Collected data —
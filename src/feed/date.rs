//! Timestamp grammars for the two syndication formats.
//!
//! The grammar is picked by looking at the last character of the value:
//!
//! - Atom `updated`: a trailing `Z` means UTC (`2021-05-01T10:00:00Z`),
//!   anything else is read with a numeric offset (`2021-05-01T10:00:00+02:00`).
//! - RSS `pubDate`: a trailing `T` means a zone name such as `GMT` or `EST`
//!   (`Mon, 2 Jan 2006 15:04:05 GMT`), anything else is read with a numeric
//!   offset (`Mon, 2 Jan 2006 15:04:05 -0700`).
//!
//! Fractional seconds are accepted after the seconds field in both grammars.

use chrono::format::{self, Parsed, StrftimeItems};
use chrono::{DateTime, FixedOffset, NaiveDateTime, Offset, Utc};
use serde::Deserialize;
use std::fmt;
use std::str::FromStr;
use thiserror::Error;

const ATOM_UTC: &str = "%Y-%m-%dT%H:%M:%S%.fZ";
const ATOM_OFFSET: &str = "%Y-%m-%dT%H:%M:%S%.f%:z";
const RSS_OFFSET: &str = "%d %b %Y %H:%M:%S%.f %z";
const RSS_NAMED: &str = "%d %b %Y %H:%M:%S%.f";

/// Which feed grammar a date was read with.
#[derive(Debug, Clone, Copy, PartialEq, Eq)]
pub enum DateFormat {
    Atom,
    Rss,
}

impl fmt::Display for DateFormat {
    fn fmt(&self, f: &mut fmt::Formatter<'_>) -> fmt::Result {
        match self {
            DateFormat::Atom => f.write_str("Atom"),
            DateFormat::Rss => f.write_str("RSS"),
        }
    }
}

/// A present date field that does not match its inferred grammar.
#[derive(Debug, Error)]
#[error("Invalid {format} date {value:?}: {source}")]
pub struct DateError {
    pub format: DateFormat,
    pub value: String,
    #[source]
    pub source: chrono::ParseError,
}

/// What the parser does with a date that fails to parse.
///
/// The same policy applies to RSS and Atom dates.
#[derive(Debug, Clone, Copy, Default, PartialEq, Eq, Deserialize)]
pub enum DatePolicy {
    /// Abort the whole parse with [`DateError`].
    #[default]
    #[serde(rename = "abort")]
    Abort,
    /// Keep the parse-time reference timestamp and continue.
    #[serde(rename = "fallback")]
    FallbackToNow,
}

impl FromStr for DatePolicy {
    type Err = String;

    fn from_str(s: &str) -> Result<Self, Self::Err> {
        match s.trim().to_ascii_lowercase().as_str() {
            "abort" => Ok(DatePolicy::Abort),
            "fallback" => Ok(DatePolicy::FallbackToNow),
            other => Err(format!(
                "unknown date policy '{}' (expected 'abort' or 'fallback')",
                other
            )),
        }
    }
}

/// Parses an Atom `updated` value.
pub fn parse_atom_date(text: &str) -> Result<DateTime<FixedOffset>, DateError> {
    let value = text.trim().to_ascii_uppercase();
    let parsed = if value.ends_with('Z') {
        NaiveDateTime::parse_from_str(&value, ATOM_UTC).map(|naive| naive.and_utc().fixed_offset())
    } else {
        DateTime::parse_from_str(&value, ATOM_OFFSET)
    };

    parsed.map_err(|source| DateError {
        format: DateFormat::Atom,
        value: text.to_string(),
        source,
    })
}

/// Parses an RSS `pubDate` value.
///
/// The leading weekday is optional. It must be a day name, but it is not
/// checked against the date, so `Tue, 2 Jan 2006 ...` still parses.
pub fn parse_rss_date(text: &str) -> Result<DateTime<FixedOffset>, DateError> {
    let error = |source| DateError {
        format: DateFormat::Rss,
        value: text.to_string(),
        source,
    };

    let trimmed = text.trim();
    let value = match trimmed.split_once(',') {
        Some((weekday, rest)) => {
            check_weekday(weekday.trim()).map_err(error)?;
            rest.trim()
        }
        None => trimmed,
    };

    let parsed = if trimmed.to_ascii_uppercase().ends_with('T') {
        let (stamp, zone) = value
            .rsplit_once(char::is_whitespace)
            .unwrap_or((value, ""));
        NaiveDateTime::parse_from_str(stamp.trim_end(), RSS_NAMED).map(|naive| {
            let offset = named_zone_offset(zone);
            DateTime::from_naive_utc_and_offset(naive - offset, offset)
        })
    } else {
        DateTime::parse_from_str(value, RSS_OFFSET)
    };

    parsed.map_err(error)
}

/// Accepts a weekday name on its own, without resolving a date from it.
fn check_weekday(name: &str) -> Result<(), chrono::ParseError> {
    let mut parsed = Parsed::new();
    format::parse(&mut parsed, name, StrftimeItems::new("%a"))
}

/// RFC 822 zone names. Unknown names resolve to UTC.
fn named_zone_offset(zone: &str) -> FixedOffset {
    let hours = match zone.to_ascii_uppercase().as_str() {
        "UT" | "GMT" => 0,
        "EDT" => -4,
        "EST" | "CDT" => -5,
        "CST" | "MDT" => -6,
        "MST" | "PDT" => -7,
        "PST" => -8,
        other => {
            tracing::debug!(zone = %other, "Unknown time zone name, assuming UTC");
            0
        }
    };
    FixedOffset::east_opt(hours * 3600).unwrap_or_else(|| Utc.fix())
}

#[cfg(test)]
mod tests {
    use super::*;
    use chrono::TimeZone;

    fn offset(hours: i32) -> FixedOffset {
        FixedOffset::east_opt(hours * 3600).unwrap()
    }

    #[test]
    fn test_atom_utc() {
        let when = parse_atom_date("2021-05-01T10:00:00Z").unwrap();
        assert_eq!(when, Utc.with_ymd_and_hms(2021, 5, 1, 10, 0, 0).unwrap());
        assert_eq!(when.offset().local_minus_utc(), 0);
    }

    #[test]
    fn test_atom_lowercase_z() {
        let when = parse_atom_date("2021-05-01t10:00:00z").unwrap();
        assert_eq!(when, Utc.with_ymd_and_hms(2021, 5, 1, 10, 0, 0).unwrap());
    }

    #[test]
    fn test_atom_numeric_offset() {
        let when = parse_atom_date("2021-05-01T10:00:00+02:00").unwrap();
        assert_eq!(
            when,
            offset(2).with_ymd_and_hms(2021, 5, 1, 10, 0, 0).unwrap()
        );
        assert_eq!(when.offset().local_minus_utc(), 7200);
    }

    #[test]
    fn test_atom_fractional_seconds() {
        let when = parse_atom_date("2021-05-01T10:00:00.250Z").unwrap();
        assert_eq!(when.timestamp_subsec_millis(), 250);

        let when = parse_atom_date("2021-05-01T10:00:00.5-03:00").unwrap();
        assert_eq!(when.timestamp_subsec_millis(), 500);
    }

    #[test]
    fn test_atom_surrounding_whitespace() {
        assert!(parse_atom_date("\n  2021-05-01T10:00:00Z  \n").is_ok());
    }

    #[test]
    fn test_atom_missing_offset_is_error() {
        let err = parse_atom_date("2021-05-01T10:00:00").unwrap_err();
        assert_eq!(err.format, DateFormat::Atom);
        assert_eq!(err.value, "2021-05-01T10:00:00");
    }

    #[test]
    fn test_atom_rejects_rss_shape() {
        assert!(parse_atom_date("Mon, 2 Jan 2006 15:04:05 -0700").is_err());
    }

    #[test]
    fn test_rss_numeric_offset() {
        let when = parse_rss_date("Mon, 2 Jan 2006 15:04:05 -0700").unwrap();
        assert_eq!(
            when,
            offset(-7).with_ymd_and_hms(2006, 1, 2, 15, 4, 5).unwrap()
        );
        assert_eq!(when.offset().local_minus_utc(), -7 * 3600);
    }

    #[test]
    fn test_rss_two_digit_day() {
        let when = parse_rss_date("Fri, 02 Jan 2009 08:30:00 +0100").unwrap();
        assert_eq!(when, offset(1).with_ymd_and_hms(2009, 1, 2, 8, 30, 0).unwrap());
    }

    #[test]
    fn test_rss_named_gmt() {
        let when = parse_rss_date("Mon, 2 Jan 2006 15:04:05 GMT").unwrap();
        assert_eq!(when, Utc.with_ymd_and_hms(2006, 1, 2, 15, 4, 5).unwrap());
    }

    #[test]
    fn test_rss_named_us_zones() {
        let est = parse_rss_date("Mon, 2 Jan 2006 15:04:05 EST").unwrap();
        assert_eq!(est, Utc.with_ymd_and_hms(2006, 1, 2, 20, 4, 5).unwrap());
        assert_eq!(est.offset().local_minus_utc(), -5 * 3600);

        let pdt = parse_rss_date("Mon, 2 Jan 2006 15:04:05 PDT").unwrap();
        assert_eq!(pdt, Utc.with_ymd_and_hms(2006, 1, 2, 22, 4, 5).unwrap());
    }

    #[test]
    fn test_rss_unknown_zone_name_is_utc() {
        let when = parse_rss_date("Mon, 2 Jan 2006 15:04:05 XYZT").unwrap();
        assert_eq!(when, Utc.with_ymd_and_hms(2006, 1, 2, 15, 4, 5).unwrap());
    }

    #[test]
    fn test_rss_lowercase_zone_suffix() {
        let when = parse_rss_date("Mon, 2 Jan 2006 15:04:05 gmt").unwrap();
        assert_eq!(when, Utc.with_ymd_and_hms(2006, 1, 2, 15, 4, 5).unwrap());
    }

    #[test]
    fn test_rss_weekday_not_checked() {
        // 2 Jan 2006 was a Monday
        assert!(parse_rss_date("Sat, 2 Jan 2006 15:04:05 -0700").is_ok());
        assert!(parse_rss_date("2 Jan 2006 15:04:05 -0700").is_ok());
    }

    #[test]
    fn test_rss_weekday_must_be_a_day_name() {
        let err = parse_rss_date("Garbage, 2 Jan 2006 15:04:05 GMT").unwrap_err();
        assert_eq!(err.format, DateFormat::Rss);
        assert_eq!(err.value, "Garbage, 2 Jan 2006 15:04:05 GMT");

        assert!(parse_rss_date(", 2 Jan 2006 15:04:05 GMT").is_err());
        assert!(parse_rss_date("mon, 2 Jan 2006 15:04:05 GMT").is_ok());
    }

    #[test]
    fn test_rss_named_zone_requires_name_pattern() {
        // Ends in "T" but the date portion is garbage
        let err = parse_rss_date("not a date at all T").unwrap_err();
        assert_eq!(err.format, DateFormat::Rss);
    }

    #[test]
    fn test_rss_utc_suffix_uses_numeric_pattern() {
        // "UTC" does not end in "T", so it goes through the numeric grammar and fails
        assert!(parse_rss_date("Mon, 2 Jan 2006 15:04:05 UTC").is_err());
    }

    #[test]
    fn test_rss_rejects_atom_shape() {
        assert!(parse_rss_date("2021-05-01T10:00:00Z").is_err());
    }

    #[test]
    fn test_date_policy_from_str() {
        assert_eq!("abort".parse::<DatePolicy>().unwrap(), DatePolicy::Abort);
        assert_eq!(
            "Fallback".parse::<DatePolicy>().unwrap(),
            DatePolicy::FallbackToNow
        );
        assert!("ignore".parse::<DatePolicy>().is_err());
        assert_eq!(DatePolicy::default(), DatePolicy::Abort);
    }

    #[test]
    fn test_error_message_names_format() {
        let err = parse_rss_date("yesterday").unwrap_err();
        let msg = err.to_string();
        assert!(msg.contains("RSS"), "{}", msg);
        assert!(msg.contains("yesterday"), "{}", msg);
    }
}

What you should do — Search the entries for the word "impl" and pick out every line that holds it.

Exercise answer —
impl fmt::Display for DateFormat {
impl FromStr for DatePolicy {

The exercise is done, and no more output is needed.